勤務条件も、緩やかなものでした。「みんな年に4週間の休みがある。」「体調が悪かったら休め。休暇を使う必要はない。」といった感じで、2週間くらいは外国旅行に出るメンバーはそこそこいました(米国メンバーは1週間程度しか休まないワーカホリックも少なくないですが)。わたしはというと、大して旅行に出ることもなく12月の半分くらいを休みにして、好き放題コードやら無駄に長いブログやらを書いて過ごすみたいな感じでした。後半になるとBambooHRみたいなのを導入して、結局そのシステムが「ざっくり休む」みたいなのを前提としていなくて、普通に休みを数える普通の会社になった感はあります。人数も増えて、「普通の」会社から流れ込んでくる人も増えたということですね。

あとは、わたし個人では、Xamarinにいる間に、台湾で現地の開発者コミュニティなどと交流して過ごすようになりました(もちろん仕事はネットワークさえあればどこでも出来るわけです)。
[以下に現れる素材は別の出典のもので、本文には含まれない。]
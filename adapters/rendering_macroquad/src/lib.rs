#![deny(
    unsafe_code,
    missing_docs,
    dead_code,
    unused_results,
    non_snake_case,
    unreachable_pub
)]

//! Macroquad-backed rendering adapter for Lunk.
//!
//! Macroquad's optional audio stack depends on native ALSA development
//! libraries, which are unavailable in the containerised CI environment.
//! To keep `cargo test` usable everywhere we depend on macroquad without its
//! default `audio` feature.
//!
//! Tiles and sprites are drawn as coloured rectangles; the tileset image is
//! never decoded. Atlas coordinates still pick a stable shade per tile so
//! distinct tiles stay distinguishable.

use anyhow::Result;
use glam::Vec2;
use lunk_core::{Quadrant, Steering};
use lunk_rendering::{
    Color, FrameInput, HudPresentation, Palette, Presentation, RenderingBackend, Scene,
    SpritePresentation, TileLayer, TilePresentation, TileSprite, WALK_FRAMES,
};
use macroquad::input::{is_key_down, is_key_pressed, KeyCode};
use std::{
    collections::VecDeque,
    time::{Duration, Instant},
};
use tracing::info;

const HUD_FONT_SIZE: f32 = 24.0;

/// Snapshot of keyboard state observed during a single frame.
#[derive(Clone, Copy, Debug, Default, PartialEq, Eq)]
struct KeyboardState {
    /// `Q` or `Escape` to quit the game loop.
    quit_requested: bool,
    /// Left arrow held.
    turn_left: bool,
    /// Right arrow held.
    turn_right: bool,
    /// `R` to start the level over.
    restart_requested: bool,
}

impl KeyboardState {
    fn poll() -> Self {
        Self {
            quit_requested: is_key_pressed(KeyCode::Escape) || is_key_pressed(KeyCode::Q),
            turn_left: is_key_down(KeyCode::Left),
            turn_right: is_key_down(KeyCode::Right),
            restart_requested: is_key_pressed(KeyCode::R),
        }
    }

    fn frame_input(self) -> FrameInput {
        FrameInput {
            steering: steering_from_keys(self.turn_left, self.turn_right),
            quit: self.quit_requested,
            restart: self.restart_requested,
        }
    }
}

/// Maps held arrow keys to a steering signal; opposing keys cancel out.
fn steering_from_keys(left: bool, right: bool) -> Steering {
    match (left, right) {
        (true, false) => Steering::TurnLeft,
        (false, true) => Steering::TurnRight,
        _ => Steering::None,
    }
}

/// Rendering backend implemented on top of macroquad.
#[derive(Debug)]
pub struct MacroquadBackend {
    swap_interval: Option<i32>,
    show_fps: bool,
    window_width: i32,
    window_height: i32,
}

impl Default for MacroquadBackend {
    fn default() -> Self {
        Self {
            swap_interval: None,
            show_fps: false,
            window_width: 960,
            window_height: 720,
        }
    }
}

impl MacroquadBackend {
    /// Returns a backend that requests the platform's default swap interval.
    #[must_use]
    pub fn new() -> Self {
        Self::default()
    }

    /// Configures the backend to request a specific swap interval from the platform.
    #[must_use]
    pub fn with_swap_interval(mut self, swap_interval: Option<i32>) -> Self {
        self.swap_interval = swap_interval;
        self
    }

    /// Configures the backend to either synchronise presentation with the display refresh rate
    /// or render as fast as possible.
    #[must_use]
    pub fn with_vsync(self, enabled: bool) -> Self {
        let swap_interval = if enabled { Some(1) } else { Some(0) };
        self.with_swap_interval(swap_interval)
    }

    /// Configures whether the backend logs frame timing metrics once per second.
    #[must_use]
    pub fn with_show_fps(mut self, show: bool) -> Self {
        self.show_fps = show;
        self
    }

    /// Configures the initial window size in pixels.
    #[must_use]
    pub fn with_window_size(mut self, width: i32, height: i32) -> Self {
        self.window_width = width.max(1);
        self.window_height = height.max(1);
        self
    }
}

impl RenderingBackend for MacroquadBackend {
    fn run<F>(self, presentation: Presentation, mut update_scene: F) -> Result<()>
    where
        F: FnMut(Duration, FrameInput, &mut Scene) + 'static,
    {
        let Self {
            swap_interval,
            show_fps,
            window_width,
            window_height,
        } = self;

        let Presentation {
            window_title,
            clear_color,
            scene,
        } = presentation;

        let mut config = macroquad::window::Conf {
            window_title,
            window_width,
            window_height,
            ..macroquad::window::Conf::default()
        };
        if let Some(swap_interval) = swap_interval {
            config.platform.swap_interval = Some(swap_interval);
        }

        macroquad::Window::from_config(config, async move {
            let mut scene = scene;
            let background = to_macroquad_color(clear_color);
            let mut fps_counter = FpsCounter::default();

            loop {
                let keyboard = KeyboardState::poll();
                let frame_input = keyboard.frame_input();
                if frame_input.quit {
                    break;
                }

                macroquad::window::clear_background(background);

                let dt_seconds = macroquad::time::get_frame_time();
                let frame_dt = Duration::from_secs_f32(dt_seconds.max(0.0));
                update_scene(frame_dt, frame_input, &mut scene);

                let render_start = Instant::now();
                let metrics = SceneMetrics::from_scene(
                    &scene,
                    macroquad::window::screen_width(),
                    macroquad::window::screen_height(),
                );
                draw_tiles(&scene, &metrics);
                draw_sprites(&scene, &metrics);
                draw_hud(&scene.hud, macroquad::window::screen_width());
                let render = render_start.elapsed();

                if let Some(fps) = fps_counter.record_frame(frame_dt, render) {
                    if show_fps {
                        info!(
                            fps = fps.per_second,
                            trailing = fps.trailing_ten_seconds,
                            render_ms = fps.avg_render.as_secs_f64() * 1_000.0,
                            "frame timing"
                        );
                    }
                }

                macroquad::window::next_frame().await;
            }
        });

        Ok(())
    }
}

#[derive(Debug, Default)]
struct FpsCounter {
    elapsed: Duration,
    frames: u32,
    frame_times: VecDeque<Duration>,
    window_duration: Duration,
    render_accum: Duration,
}

#[derive(Clone, Copy, Debug)]
struct FpsMetrics {
    per_second: f32,
    trailing_ten_seconds: f32,
    avg_render: Duration,
}

impl FpsCounter {
    /// Records a rendered frame and reports averages once a second has elapsed.
    fn record_frame(&mut self, frame: Duration, render: Duration) -> Option<FpsMetrics> {
        self.elapsed += frame;
        self.frames = self.frames.saturating_add(1);
        self.render_accum += render;

        self.frame_times.push_back(frame);
        self.window_duration += frame;

        let trailing_window = Duration::from_secs(10);
        while self.window_duration > trailing_window {
            let Some(removed) = self.frame_times.pop_front() else {
                break;
            };
            self.window_duration = self.window_duration.saturating_sub(removed);
        }

        if self.elapsed < Duration::from_secs(1) {
            return None;
        }

        let seconds = self.elapsed.as_secs_f32();
        let per_second = self.frames as f32 / seconds;
        let window_seconds = self.window_duration.as_secs_f32();
        let trailing_ten_seconds = if window_seconds <= f32::EPSILON {
            per_second
        } else {
            self.frame_times.len() as f32 / window_seconds
        };
        let avg_render = self.render_accum / self.frames.max(1);

        self.elapsed = Duration::ZERO;
        self.frames = 0;
        self.render_accum = Duration::ZERO;
        Some(FpsMetrics {
            per_second,
            trailing_ten_seconds,
            avg_render,
        })
    }
}

/// Screen placement of the visible region.
#[derive(Clone, Copy, Debug, PartialEq)]
struct SceneMetrics {
    scale: f32,
    offset: Vec2,
    tile_step: f32,
}

impl SceneMetrics {
    fn from_scene(scene: &Scene, screen_width: f32, screen_height: f32) -> Self {
        let visible = scene.viewport_size * scene.tile_grid.tile_length;
        let scale = if visible.x <= f32::EPSILON || visible.y <= f32::EPSILON {
            1.0
        } else {
            (screen_width / visible.x).min(screen_height / visible.y)
        };
        let scaled = visible * scale;
        let offset = Vec2::new(
            ((screen_width - scaled.x) * 0.5).max(0.0),
            ((screen_height - scaled.y) * 0.5).max(0.0),
        );

        Self {
            scale,
            offset,
            tile_step: scene.tile_grid.tile_length * scale,
        }
    }

    fn to_screen(&self, scene: &Scene, position: Vec2) -> Vec2 {
        self.offset + scene.to_screen(position) * self.scale
    }
}

fn draw_tiles(scene: &Scene, metrics: &SceneMetrics) {
    for tile in &scene.tiles {
        let corner = Vec2::new(tile.cell.column() as f32, tile.cell.row() as f32);
        let top_left = metrics.to_screen(scene, corner);
        let inset = match tile.layer {
            TileLayer::Landscape => 0.0,
            TileLayer::Decoration => metrics.tile_step * 0.2,
        };
        let size = metrics.tile_step - inset * 2.0;
        macroquad::shapes::draw_rectangle(
            top_left.x + inset,
            top_left.y + inset,
            size,
            size,
            to_macroquad_color(tile_color(tile)),
        );
    }
}

fn tile_color(tile: &TilePresentation) -> Color {
    let base = if tile.wall {
        Palette::WALL
    } else {
        Palette::GROUND
    };
    match tile.sprite {
        TileSprite::Placeholder => Palette::PLACEHOLDER,
        TileSprite::Atlas { column, row } => {
            let shade = ((column * 7 + row * 13) % 5) as f32 * 0.04;
            base.mix(Palette::HIGHLIGHT, shade)
        }
    }
}

fn draw_sprites(scene: &Scene, metrics: &SceneMetrics) {
    for sprite in &scene.sprites {
        let radius = sprite.kind.hitbox_radius();
        let center = metrics.to_screen(scene, sprite.position);
        let extent = radius * 2.0 * metrics.tile_step;
        let color = sprite_color(sprite);
        macroquad::shapes::draw_rectangle(
            center.x - extent * 0.5,
            center.y - extent * 0.5,
            extent,
            extent,
            to_macroquad_color(color),
        );

        let facing = facing_offset(sprite.quadrant) * (extent * 0.35);
        let marker = extent * 0.2;
        macroquad::shapes::draw_rectangle(
            center.x + facing.x - marker * 0.5,
            center.y + facing.y - marker * 0.5,
            marker,
            marker,
            macroquad::color::BLACK,
        );
    }
}

fn sprite_color(sprite: &SpritePresentation) -> Color {
    let step = sprite.frame.column as f32 / (WALK_FRAMES as f32 * 6.0);
    Palette::entity(sprite.kind, sprite.saved).mix(Palette::HIGHLIGHT, step)
}

fn facing_offset(quadrant: Quadrant) -> Vec2 {
    match quadrant {
        Quadrant::Up => Vec2::new(0.0, -1.0),
        Quadrant::Down => Vec2::new(0.0, 1.0),
        Quadrant::Left => Vec2::new(-1.0, 0.0),
        Quadrant::Right => Vec2::new(1.0, 0.0),
    }
}

fn draw_hud(hud: &HudPresentation, screen_width: f32) {
    let text_color = to_macroquad_color(Palette::HUD_TEXT);
    let _ = macroquad::text::draw_text(
        &format!("Score {}", hud.score),
        16.0,
        28.0,
        HUD_FONT_SIZE,
        text_color,
    );
    let _ = macroquad::text::draw_text(
        &format!("Next: {}", hud.attack_label()),
        16.0,
        56.0,
        HUD_FONT_SIZE,
        text_color,
    );

    let bar_width = (screen_width * 0.3).max(0.0);
    let bar_left = screen_width - bar_width - 16.0;
    macroquad::shapes::draw_rectangle(
        bar_left,
        14.0,
        bar_width,
        16.0,
        to_macroquad_color(Palette::HUD_TRACK),
    );
    macroquad::shapes::draw_rectangle(
        bar_left,
        14.0,
        bar_width * hud.boredom_fraction(),
        16.0,
        to_macroquad_color(Palette::boredom_fill(hud.boredom_fraction())),
    );

    if hud.level_ended {
        let _ = macroquad::text::draw_text(
            "Lunk got bored.",
            16.0,
            96.0,
            HUD_FONT_SIZE * 1.5,
            text_color,
        );
        let _ = macroquad::text::draw_text(
            "Press R to try again",
            16.0,
            128.0,
            HUD_FONT_SIZE,
            text_color,
        );
    }
}

fn to_macroquad_color(color: Color) -> macroquad::color::Color {
    macroquad::color::Color::new(color.red, color.green, color.blue, color.alpha)
}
台湾は開放文化(オープンソース文化)に積極的で、日本よりもおおらかなので(日本に比べて格段に足の引っ張り合いがない文化です)、わたしもいずれ日本を見捨てて台湾で過ごそうかとも思っているのですが、あまり真面目に中国語を勉強せずに片言だけで過ごしてきたこともあるので、その辺は今後の課題でしょうか。

オープンソースの.NETに興味があるコミュニティは、あちらではさらに小さく、MonoやXamarinだけでなくその辺も広めようとしたこともあったのですが、割と道なき道を歩いている感はありましたというかあります。この辺はMS台湾でも広げていきたいようで、わたしも積極的に支援していこうと考えています。コミュニティ活動は、これまでも基本的に業務外で回せていたので、今後もそうしていきたいところです(日本法人から面倒な横槍が入らなければ、ですが…わたしとしては社内外を問わず「日本も台湾も支援する」か「どちらも支援しない」かの二択です)。他のアジア諸国までは、現時点では手をのばせていません。大陸のMSなんかは台湾法人から見ても「よくわからん」そうで…

…というわけで、後半は振り返りというか今後みたいな話になってしまいましたが、まあこんな感じで、国外企業の仕事も適当にできるものだと思います。英語は…まあ読み書きはさすがにそれなりに出来ないと厳しいですが、英会話は全然ダメなレベルから入っても(少なくとも首の皮がつながっている程度には)何とかなっているので、まあ何とかなるのではないでしょうか。他の人にも是非チャレンジしてもらえればと思います。